In the listing below, find the line with "repository b36e8a9c9e5efa58" and the line with "const GRID_DIM: usize = 6;". Repeat those two lines and all lines between them exactly.

-=-=-=-=-

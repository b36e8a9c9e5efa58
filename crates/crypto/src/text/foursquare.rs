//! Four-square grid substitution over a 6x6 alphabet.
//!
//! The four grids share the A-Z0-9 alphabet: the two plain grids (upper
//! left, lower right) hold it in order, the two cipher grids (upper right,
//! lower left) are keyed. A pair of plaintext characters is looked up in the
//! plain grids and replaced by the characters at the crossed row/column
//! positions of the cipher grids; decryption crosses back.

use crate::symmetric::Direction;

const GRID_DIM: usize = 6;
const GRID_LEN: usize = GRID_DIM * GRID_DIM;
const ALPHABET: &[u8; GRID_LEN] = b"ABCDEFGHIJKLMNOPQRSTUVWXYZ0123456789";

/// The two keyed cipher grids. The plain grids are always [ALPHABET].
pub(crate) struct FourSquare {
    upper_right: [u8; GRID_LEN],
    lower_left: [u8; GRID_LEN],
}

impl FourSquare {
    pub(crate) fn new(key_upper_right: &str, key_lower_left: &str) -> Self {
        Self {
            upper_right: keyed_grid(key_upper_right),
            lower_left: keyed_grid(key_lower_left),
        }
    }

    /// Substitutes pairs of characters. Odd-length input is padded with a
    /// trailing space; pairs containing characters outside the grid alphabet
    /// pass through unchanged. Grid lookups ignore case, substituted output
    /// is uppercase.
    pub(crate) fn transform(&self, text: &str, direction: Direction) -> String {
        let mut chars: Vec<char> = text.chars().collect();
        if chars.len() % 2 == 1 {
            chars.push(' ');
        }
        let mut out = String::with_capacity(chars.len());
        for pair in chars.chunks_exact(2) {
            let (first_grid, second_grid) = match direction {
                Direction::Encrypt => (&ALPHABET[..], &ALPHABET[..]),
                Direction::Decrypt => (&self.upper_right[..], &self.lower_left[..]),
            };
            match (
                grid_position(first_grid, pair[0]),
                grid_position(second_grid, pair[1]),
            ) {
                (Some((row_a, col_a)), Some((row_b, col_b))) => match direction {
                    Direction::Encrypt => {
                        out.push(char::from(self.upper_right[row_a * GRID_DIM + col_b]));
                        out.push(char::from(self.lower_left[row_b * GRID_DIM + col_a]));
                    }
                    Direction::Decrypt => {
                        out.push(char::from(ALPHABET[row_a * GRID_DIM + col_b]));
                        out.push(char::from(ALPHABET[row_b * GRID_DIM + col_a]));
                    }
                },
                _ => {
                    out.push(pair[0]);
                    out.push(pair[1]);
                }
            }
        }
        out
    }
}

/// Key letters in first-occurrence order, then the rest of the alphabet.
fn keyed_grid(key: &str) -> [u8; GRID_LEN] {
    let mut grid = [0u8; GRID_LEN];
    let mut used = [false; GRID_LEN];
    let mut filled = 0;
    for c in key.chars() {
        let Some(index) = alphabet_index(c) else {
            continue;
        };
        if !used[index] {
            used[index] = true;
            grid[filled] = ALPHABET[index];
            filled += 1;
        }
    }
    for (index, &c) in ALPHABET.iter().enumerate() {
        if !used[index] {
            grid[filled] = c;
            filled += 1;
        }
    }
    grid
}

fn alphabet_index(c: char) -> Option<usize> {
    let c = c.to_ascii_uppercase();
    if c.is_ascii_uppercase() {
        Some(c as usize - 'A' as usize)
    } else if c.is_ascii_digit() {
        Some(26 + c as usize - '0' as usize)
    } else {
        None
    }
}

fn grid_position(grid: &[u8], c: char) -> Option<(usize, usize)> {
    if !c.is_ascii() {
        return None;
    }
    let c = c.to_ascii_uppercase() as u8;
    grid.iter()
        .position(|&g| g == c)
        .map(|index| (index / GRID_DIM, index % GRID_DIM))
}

-=-=-=-=-

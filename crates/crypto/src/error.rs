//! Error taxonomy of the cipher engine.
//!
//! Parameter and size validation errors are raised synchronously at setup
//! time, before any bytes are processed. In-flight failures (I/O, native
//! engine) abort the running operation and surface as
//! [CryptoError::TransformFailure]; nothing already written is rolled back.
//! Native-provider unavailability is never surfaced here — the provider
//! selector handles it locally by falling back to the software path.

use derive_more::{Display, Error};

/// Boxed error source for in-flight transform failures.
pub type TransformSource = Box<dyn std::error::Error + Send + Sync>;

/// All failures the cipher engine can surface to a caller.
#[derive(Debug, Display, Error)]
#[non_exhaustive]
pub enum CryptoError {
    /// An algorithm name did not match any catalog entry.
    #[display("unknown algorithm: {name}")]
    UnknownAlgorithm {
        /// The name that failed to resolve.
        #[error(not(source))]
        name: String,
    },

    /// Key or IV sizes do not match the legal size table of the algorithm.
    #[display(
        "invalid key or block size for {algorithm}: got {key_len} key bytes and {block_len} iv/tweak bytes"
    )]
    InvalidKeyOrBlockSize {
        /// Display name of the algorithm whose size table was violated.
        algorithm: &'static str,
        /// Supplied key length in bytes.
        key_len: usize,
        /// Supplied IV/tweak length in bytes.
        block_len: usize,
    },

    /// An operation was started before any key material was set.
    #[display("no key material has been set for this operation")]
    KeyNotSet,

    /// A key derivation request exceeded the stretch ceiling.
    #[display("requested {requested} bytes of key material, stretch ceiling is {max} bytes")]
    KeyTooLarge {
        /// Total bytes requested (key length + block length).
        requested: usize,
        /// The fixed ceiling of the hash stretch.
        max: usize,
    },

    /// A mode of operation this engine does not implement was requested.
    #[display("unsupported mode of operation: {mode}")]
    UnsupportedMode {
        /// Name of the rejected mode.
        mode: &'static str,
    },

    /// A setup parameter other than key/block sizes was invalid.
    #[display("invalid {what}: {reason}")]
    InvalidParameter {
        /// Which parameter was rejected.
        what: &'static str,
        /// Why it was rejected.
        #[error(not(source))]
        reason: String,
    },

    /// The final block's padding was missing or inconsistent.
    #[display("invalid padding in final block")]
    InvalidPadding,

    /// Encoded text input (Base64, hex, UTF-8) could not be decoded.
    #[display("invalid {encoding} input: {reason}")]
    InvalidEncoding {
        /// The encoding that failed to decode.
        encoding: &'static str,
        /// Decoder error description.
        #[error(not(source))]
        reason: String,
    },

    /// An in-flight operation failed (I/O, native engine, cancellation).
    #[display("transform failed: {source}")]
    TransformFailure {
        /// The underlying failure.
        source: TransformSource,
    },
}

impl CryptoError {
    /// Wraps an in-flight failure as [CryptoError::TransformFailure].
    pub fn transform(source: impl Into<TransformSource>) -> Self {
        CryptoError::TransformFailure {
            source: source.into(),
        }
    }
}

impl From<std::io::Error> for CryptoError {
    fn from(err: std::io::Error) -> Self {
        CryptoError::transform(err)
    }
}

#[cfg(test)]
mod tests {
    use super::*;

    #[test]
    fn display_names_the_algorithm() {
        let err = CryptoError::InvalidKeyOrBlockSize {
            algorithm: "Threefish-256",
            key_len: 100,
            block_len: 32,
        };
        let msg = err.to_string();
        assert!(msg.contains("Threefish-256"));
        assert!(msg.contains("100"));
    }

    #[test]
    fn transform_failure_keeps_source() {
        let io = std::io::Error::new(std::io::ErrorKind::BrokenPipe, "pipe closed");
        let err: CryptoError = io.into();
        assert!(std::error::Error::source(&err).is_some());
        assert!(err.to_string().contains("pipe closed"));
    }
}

-=-=-=-=-

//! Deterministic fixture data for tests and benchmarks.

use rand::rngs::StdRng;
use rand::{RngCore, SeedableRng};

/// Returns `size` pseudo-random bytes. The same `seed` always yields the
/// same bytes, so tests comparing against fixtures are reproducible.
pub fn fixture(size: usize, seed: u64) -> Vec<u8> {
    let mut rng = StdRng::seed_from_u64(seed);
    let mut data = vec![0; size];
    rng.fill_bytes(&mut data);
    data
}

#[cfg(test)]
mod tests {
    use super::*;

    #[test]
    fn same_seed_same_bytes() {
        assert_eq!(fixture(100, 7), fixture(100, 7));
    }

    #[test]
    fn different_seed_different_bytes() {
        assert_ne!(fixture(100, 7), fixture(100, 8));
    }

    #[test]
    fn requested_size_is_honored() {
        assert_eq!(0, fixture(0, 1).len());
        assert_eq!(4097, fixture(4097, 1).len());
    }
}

-=-=-=-=-

ANSWER:
repository b36e8a9c9e5efa58
filename crates/crypto/src/text/foursquare.rs
//! Four-square grid substitution over a 6x6 alphabet.
//!
//! The four grids share the A-Z0-9 alphabet: the two plain grids (upper
//! left, lower right) hold it in order, the two cipher grids (upper right,
//! lower left) are keyed. A pair of plaintext characters is looked up in the
//! plain grids and replaced by the characters at the crossed row/column
//! positions of the cipher grids; decryption crosses back.

use crate::symmetric::Direction;

const GRID_DIM: usize = 6;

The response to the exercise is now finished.